# [What is being asked]
Up to and including the line with "use crate::utils;", copy the records below exactly from their first line.

(Stored items)
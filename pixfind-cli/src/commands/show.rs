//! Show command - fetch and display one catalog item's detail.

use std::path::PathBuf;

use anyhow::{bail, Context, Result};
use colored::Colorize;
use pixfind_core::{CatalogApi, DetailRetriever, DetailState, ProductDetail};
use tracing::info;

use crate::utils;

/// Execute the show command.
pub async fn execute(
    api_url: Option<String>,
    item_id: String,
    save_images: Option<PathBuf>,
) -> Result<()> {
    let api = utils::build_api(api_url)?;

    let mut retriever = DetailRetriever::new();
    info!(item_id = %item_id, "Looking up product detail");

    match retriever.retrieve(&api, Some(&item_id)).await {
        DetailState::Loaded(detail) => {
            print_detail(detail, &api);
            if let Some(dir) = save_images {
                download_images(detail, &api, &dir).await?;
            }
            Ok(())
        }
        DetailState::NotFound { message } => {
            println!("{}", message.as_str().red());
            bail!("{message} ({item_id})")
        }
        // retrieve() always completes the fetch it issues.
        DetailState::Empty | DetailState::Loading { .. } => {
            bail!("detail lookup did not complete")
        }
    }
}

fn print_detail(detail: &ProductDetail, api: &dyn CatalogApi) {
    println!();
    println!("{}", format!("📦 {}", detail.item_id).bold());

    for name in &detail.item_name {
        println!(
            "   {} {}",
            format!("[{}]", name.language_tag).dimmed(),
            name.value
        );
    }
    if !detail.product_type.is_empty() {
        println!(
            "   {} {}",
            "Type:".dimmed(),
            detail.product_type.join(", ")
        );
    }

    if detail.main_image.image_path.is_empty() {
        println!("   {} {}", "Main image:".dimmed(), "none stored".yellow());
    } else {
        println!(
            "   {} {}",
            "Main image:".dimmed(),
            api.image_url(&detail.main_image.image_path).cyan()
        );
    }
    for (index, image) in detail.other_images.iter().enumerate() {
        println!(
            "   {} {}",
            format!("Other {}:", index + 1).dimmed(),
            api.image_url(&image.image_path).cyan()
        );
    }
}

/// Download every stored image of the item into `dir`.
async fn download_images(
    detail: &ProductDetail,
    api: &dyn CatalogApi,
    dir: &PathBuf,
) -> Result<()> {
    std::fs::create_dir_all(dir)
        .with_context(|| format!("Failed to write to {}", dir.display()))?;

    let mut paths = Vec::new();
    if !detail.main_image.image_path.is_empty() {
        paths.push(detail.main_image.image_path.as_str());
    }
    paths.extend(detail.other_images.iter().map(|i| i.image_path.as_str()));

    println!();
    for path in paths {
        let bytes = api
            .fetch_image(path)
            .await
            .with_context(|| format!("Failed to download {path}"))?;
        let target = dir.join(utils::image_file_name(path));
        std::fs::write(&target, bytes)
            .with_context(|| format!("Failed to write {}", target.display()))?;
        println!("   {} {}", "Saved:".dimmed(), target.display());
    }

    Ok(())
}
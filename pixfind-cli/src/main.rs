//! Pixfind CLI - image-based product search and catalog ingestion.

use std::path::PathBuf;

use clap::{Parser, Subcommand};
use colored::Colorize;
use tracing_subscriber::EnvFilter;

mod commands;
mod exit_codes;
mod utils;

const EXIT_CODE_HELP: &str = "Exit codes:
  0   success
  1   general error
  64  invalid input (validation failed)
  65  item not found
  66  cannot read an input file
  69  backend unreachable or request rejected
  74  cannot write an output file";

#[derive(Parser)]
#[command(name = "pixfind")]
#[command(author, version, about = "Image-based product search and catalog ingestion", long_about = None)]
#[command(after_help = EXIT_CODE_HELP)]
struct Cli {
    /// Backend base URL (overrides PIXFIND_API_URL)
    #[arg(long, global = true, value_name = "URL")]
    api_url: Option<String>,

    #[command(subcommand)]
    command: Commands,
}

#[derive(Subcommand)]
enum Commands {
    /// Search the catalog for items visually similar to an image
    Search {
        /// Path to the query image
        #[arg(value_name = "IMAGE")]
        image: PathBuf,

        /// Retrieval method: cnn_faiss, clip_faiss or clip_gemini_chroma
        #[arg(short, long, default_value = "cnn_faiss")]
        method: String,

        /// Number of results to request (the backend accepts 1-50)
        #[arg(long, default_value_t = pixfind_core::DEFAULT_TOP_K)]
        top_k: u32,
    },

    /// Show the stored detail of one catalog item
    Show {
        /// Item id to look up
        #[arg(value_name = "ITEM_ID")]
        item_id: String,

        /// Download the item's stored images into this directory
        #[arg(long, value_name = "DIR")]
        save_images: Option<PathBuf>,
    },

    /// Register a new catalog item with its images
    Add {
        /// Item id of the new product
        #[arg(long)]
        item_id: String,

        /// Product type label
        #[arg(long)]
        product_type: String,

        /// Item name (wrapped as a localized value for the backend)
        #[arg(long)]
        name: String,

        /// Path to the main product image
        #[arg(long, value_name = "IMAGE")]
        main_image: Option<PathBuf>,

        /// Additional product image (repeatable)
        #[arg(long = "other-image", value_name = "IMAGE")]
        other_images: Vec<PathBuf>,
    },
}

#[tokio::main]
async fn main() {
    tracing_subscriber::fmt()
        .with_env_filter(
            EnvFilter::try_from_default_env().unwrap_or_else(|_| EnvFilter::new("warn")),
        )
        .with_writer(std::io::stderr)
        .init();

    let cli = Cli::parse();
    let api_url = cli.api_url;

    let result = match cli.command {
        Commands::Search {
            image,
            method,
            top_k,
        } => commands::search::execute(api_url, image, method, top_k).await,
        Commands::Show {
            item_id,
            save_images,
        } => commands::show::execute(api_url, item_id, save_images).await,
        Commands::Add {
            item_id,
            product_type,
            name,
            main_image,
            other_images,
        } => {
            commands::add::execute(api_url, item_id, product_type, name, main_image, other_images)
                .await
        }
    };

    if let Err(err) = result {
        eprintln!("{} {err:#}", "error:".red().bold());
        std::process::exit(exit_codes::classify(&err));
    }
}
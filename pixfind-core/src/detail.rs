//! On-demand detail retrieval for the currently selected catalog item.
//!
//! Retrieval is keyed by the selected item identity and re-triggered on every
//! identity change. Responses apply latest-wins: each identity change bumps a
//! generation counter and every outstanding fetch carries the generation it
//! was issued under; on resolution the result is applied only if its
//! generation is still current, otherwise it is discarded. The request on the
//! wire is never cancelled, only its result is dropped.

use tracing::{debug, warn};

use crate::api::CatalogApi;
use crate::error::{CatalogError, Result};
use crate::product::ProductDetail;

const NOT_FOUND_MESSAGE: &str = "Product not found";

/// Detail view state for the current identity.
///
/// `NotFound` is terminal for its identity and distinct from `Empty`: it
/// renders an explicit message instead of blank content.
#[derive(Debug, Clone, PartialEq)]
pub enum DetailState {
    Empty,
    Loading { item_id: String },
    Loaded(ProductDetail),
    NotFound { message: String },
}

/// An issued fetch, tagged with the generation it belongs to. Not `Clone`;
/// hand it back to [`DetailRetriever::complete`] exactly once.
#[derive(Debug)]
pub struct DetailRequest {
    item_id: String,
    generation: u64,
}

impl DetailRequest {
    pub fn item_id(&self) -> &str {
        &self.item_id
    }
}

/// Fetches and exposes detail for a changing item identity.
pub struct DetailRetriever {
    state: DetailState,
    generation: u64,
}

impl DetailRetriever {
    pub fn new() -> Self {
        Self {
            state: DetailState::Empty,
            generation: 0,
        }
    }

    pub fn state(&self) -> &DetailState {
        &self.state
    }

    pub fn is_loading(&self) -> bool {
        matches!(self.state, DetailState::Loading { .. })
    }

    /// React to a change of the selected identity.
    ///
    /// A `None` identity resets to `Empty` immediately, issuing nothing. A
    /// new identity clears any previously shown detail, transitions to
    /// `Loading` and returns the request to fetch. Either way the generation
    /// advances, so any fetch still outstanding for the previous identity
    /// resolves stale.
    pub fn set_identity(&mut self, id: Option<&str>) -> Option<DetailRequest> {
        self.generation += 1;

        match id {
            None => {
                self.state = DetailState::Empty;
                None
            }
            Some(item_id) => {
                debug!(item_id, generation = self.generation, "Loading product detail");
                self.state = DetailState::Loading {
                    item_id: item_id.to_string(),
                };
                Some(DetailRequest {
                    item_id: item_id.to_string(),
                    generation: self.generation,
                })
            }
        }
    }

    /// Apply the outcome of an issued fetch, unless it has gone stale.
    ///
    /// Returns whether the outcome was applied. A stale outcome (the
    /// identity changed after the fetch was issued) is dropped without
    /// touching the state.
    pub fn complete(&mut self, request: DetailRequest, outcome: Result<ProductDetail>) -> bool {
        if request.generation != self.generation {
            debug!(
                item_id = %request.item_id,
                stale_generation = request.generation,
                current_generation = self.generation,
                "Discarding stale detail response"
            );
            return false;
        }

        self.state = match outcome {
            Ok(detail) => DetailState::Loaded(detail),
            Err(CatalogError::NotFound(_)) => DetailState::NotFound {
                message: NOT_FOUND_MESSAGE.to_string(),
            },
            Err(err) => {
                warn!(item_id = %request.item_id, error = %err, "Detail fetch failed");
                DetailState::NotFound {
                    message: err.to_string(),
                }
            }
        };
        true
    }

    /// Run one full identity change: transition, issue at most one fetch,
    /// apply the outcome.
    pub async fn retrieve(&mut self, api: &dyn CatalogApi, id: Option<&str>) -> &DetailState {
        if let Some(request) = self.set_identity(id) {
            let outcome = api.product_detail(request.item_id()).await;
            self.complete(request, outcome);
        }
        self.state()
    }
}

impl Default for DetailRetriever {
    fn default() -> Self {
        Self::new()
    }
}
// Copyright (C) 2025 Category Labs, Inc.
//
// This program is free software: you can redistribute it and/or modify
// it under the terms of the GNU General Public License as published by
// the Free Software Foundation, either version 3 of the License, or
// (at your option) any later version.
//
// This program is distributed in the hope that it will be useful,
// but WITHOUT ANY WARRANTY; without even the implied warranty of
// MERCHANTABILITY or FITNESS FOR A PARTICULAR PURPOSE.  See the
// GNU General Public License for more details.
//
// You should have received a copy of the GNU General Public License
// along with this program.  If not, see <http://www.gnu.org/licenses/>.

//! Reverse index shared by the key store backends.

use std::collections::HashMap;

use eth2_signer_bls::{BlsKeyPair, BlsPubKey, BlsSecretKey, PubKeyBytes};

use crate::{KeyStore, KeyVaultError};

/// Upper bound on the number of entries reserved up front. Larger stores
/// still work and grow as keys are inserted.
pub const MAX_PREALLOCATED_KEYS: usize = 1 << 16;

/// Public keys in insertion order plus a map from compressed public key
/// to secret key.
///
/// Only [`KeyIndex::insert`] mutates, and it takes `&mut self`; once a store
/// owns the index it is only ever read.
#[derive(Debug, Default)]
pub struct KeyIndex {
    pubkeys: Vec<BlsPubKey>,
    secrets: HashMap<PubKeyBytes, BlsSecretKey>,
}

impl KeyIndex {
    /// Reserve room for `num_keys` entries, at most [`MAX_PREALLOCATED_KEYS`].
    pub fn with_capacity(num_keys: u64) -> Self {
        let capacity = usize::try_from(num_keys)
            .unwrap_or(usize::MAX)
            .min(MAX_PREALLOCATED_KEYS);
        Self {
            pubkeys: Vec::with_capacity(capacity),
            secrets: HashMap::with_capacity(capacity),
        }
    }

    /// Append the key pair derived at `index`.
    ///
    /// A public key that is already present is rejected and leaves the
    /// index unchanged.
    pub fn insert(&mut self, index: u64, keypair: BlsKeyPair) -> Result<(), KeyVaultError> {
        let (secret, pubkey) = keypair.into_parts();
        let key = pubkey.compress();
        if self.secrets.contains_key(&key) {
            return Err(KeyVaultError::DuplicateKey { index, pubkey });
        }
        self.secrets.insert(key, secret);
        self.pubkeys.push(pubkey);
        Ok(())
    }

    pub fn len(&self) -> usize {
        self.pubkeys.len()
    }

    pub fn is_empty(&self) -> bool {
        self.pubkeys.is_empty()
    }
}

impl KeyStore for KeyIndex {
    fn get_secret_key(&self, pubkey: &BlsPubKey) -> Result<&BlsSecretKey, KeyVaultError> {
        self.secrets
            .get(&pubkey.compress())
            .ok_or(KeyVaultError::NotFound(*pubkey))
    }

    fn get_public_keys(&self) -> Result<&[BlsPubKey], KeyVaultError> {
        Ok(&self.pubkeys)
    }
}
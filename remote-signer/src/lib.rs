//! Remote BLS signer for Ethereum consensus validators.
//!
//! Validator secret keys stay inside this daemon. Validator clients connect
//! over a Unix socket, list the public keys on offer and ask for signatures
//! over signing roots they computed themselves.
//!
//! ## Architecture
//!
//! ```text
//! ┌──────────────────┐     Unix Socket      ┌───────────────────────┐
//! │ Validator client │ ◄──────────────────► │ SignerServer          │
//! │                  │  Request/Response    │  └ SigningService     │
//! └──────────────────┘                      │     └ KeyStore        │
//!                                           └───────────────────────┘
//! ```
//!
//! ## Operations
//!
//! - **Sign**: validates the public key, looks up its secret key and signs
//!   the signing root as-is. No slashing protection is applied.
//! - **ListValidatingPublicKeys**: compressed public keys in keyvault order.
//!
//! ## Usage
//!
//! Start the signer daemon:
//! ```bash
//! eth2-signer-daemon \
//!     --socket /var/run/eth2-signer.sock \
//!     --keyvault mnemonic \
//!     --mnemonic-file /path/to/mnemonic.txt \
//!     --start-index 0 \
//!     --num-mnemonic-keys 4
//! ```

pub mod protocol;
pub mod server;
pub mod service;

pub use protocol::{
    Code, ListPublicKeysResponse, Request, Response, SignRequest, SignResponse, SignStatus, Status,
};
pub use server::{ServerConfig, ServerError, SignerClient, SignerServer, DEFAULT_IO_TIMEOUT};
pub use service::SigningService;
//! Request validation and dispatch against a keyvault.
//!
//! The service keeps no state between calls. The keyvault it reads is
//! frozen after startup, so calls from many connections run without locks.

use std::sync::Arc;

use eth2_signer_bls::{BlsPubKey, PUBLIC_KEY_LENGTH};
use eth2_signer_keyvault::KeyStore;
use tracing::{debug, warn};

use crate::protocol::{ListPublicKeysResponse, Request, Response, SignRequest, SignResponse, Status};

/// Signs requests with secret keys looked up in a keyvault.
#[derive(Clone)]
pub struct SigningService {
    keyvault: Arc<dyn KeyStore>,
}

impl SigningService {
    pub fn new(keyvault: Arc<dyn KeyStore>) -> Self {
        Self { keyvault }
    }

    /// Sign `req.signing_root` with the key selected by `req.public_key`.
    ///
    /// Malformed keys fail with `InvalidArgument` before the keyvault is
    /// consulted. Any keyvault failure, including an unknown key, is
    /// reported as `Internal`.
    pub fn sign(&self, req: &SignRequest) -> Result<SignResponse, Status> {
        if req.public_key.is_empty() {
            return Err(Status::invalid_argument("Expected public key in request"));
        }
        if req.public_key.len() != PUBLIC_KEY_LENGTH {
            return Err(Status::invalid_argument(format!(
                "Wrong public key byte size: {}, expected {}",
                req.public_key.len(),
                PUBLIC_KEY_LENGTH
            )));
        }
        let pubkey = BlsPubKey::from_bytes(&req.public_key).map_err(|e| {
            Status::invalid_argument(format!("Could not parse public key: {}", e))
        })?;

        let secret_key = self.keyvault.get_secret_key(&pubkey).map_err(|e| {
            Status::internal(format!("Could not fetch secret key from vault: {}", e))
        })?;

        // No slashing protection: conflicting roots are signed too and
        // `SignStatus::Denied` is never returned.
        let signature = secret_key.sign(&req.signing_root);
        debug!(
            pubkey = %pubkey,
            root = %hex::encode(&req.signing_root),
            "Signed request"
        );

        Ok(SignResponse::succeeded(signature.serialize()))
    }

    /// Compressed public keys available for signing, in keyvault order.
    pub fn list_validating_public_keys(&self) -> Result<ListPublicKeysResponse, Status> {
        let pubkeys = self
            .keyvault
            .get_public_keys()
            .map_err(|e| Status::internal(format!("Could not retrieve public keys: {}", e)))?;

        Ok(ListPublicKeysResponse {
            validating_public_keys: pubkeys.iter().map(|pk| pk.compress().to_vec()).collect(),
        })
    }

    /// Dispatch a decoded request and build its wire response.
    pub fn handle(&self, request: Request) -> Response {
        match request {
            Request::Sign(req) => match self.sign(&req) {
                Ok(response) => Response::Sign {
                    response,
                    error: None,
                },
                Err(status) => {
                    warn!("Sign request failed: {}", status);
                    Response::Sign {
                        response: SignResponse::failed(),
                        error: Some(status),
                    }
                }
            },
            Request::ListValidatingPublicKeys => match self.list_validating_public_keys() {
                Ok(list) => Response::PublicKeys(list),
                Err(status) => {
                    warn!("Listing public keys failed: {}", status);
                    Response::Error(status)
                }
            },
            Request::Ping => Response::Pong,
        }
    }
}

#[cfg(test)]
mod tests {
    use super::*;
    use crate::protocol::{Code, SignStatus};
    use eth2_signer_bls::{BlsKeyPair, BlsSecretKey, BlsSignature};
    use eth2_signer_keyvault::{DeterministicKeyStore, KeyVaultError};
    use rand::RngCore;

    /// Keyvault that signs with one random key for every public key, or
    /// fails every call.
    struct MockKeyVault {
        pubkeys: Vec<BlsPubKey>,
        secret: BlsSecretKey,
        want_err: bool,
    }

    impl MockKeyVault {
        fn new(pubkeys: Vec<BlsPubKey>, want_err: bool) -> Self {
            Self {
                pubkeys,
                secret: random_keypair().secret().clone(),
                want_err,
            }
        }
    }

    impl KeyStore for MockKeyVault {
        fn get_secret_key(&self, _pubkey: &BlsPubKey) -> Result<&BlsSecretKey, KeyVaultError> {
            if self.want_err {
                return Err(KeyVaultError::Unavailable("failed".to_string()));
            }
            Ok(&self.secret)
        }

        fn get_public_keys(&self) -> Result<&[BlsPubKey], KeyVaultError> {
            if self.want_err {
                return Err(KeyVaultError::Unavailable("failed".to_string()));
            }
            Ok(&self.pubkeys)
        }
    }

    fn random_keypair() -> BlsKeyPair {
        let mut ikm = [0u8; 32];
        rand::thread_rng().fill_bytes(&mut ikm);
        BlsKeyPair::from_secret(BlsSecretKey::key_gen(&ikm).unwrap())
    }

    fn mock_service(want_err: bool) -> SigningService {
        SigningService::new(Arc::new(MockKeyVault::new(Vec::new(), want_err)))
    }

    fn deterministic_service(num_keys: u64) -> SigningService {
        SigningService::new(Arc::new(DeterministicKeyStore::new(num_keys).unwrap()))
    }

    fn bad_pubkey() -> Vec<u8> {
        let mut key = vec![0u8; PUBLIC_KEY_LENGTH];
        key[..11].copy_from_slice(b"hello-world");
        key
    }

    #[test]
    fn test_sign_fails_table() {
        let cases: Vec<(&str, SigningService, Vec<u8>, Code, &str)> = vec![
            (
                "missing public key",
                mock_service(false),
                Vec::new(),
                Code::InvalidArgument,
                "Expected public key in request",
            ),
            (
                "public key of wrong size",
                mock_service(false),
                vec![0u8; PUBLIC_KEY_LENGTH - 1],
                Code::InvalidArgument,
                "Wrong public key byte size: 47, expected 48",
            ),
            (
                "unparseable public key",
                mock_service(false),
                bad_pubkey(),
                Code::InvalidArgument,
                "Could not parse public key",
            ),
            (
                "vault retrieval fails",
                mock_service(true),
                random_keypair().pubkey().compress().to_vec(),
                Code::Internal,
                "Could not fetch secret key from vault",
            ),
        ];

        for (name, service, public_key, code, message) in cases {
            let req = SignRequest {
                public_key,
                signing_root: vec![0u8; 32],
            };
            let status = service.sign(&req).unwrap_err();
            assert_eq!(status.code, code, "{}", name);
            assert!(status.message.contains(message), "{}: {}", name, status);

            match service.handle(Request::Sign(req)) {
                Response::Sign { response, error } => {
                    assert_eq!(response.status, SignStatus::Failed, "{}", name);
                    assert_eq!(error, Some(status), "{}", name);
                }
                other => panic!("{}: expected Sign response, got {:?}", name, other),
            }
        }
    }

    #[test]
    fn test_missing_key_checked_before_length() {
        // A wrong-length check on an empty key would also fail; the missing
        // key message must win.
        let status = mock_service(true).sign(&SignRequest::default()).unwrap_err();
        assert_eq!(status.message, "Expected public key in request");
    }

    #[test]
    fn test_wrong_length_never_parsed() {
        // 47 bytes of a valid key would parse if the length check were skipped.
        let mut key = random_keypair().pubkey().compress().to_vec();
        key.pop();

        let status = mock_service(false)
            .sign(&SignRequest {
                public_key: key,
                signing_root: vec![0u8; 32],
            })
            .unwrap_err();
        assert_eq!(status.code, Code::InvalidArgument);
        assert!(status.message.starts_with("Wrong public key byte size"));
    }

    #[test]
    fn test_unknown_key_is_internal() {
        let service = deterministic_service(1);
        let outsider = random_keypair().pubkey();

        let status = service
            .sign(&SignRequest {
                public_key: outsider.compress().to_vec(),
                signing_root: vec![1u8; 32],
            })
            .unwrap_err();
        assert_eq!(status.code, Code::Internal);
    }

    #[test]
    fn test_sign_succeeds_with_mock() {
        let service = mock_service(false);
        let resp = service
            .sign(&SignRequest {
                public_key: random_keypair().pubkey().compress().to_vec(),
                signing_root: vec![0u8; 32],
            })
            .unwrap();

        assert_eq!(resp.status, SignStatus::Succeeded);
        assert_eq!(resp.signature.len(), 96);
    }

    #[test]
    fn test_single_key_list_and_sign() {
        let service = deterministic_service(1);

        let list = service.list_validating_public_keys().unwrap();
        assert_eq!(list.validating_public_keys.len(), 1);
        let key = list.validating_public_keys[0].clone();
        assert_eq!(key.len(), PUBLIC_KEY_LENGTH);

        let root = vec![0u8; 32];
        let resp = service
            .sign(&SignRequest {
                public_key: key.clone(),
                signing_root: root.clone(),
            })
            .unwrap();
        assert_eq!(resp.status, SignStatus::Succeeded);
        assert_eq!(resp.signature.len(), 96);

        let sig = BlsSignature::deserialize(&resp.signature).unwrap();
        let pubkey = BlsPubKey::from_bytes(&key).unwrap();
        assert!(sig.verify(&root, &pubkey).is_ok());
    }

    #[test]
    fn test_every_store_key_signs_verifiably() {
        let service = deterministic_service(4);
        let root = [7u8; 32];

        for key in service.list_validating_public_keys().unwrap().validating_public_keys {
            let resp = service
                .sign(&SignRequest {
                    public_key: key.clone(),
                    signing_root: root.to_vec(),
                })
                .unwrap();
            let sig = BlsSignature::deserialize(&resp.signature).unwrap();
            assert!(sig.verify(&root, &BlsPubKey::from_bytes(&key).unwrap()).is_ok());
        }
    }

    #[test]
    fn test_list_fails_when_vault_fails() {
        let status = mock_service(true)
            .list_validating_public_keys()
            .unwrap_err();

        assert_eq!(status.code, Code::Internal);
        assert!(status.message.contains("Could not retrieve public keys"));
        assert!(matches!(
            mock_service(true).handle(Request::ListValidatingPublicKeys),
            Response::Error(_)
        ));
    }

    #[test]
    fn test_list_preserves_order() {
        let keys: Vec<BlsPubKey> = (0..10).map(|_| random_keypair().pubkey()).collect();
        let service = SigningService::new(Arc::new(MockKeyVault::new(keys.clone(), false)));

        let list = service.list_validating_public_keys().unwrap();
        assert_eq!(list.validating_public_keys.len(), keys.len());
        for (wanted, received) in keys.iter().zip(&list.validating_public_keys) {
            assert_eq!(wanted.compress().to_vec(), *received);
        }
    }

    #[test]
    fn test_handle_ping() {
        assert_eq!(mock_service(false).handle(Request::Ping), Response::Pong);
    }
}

# [Result for this exercise]
filename pixfind-cli/src/commands/show.rs
//! Show command - fetch and display one catalog item's detail.

use std::path::PathBuf;

use anyhow::{bail, Context, Result};
use colored::Colorize;
use pixfind_core::{CatalogApi, DetailRetriever, DetailState, ProductDetail};
use tracing::info;

use crate::utils;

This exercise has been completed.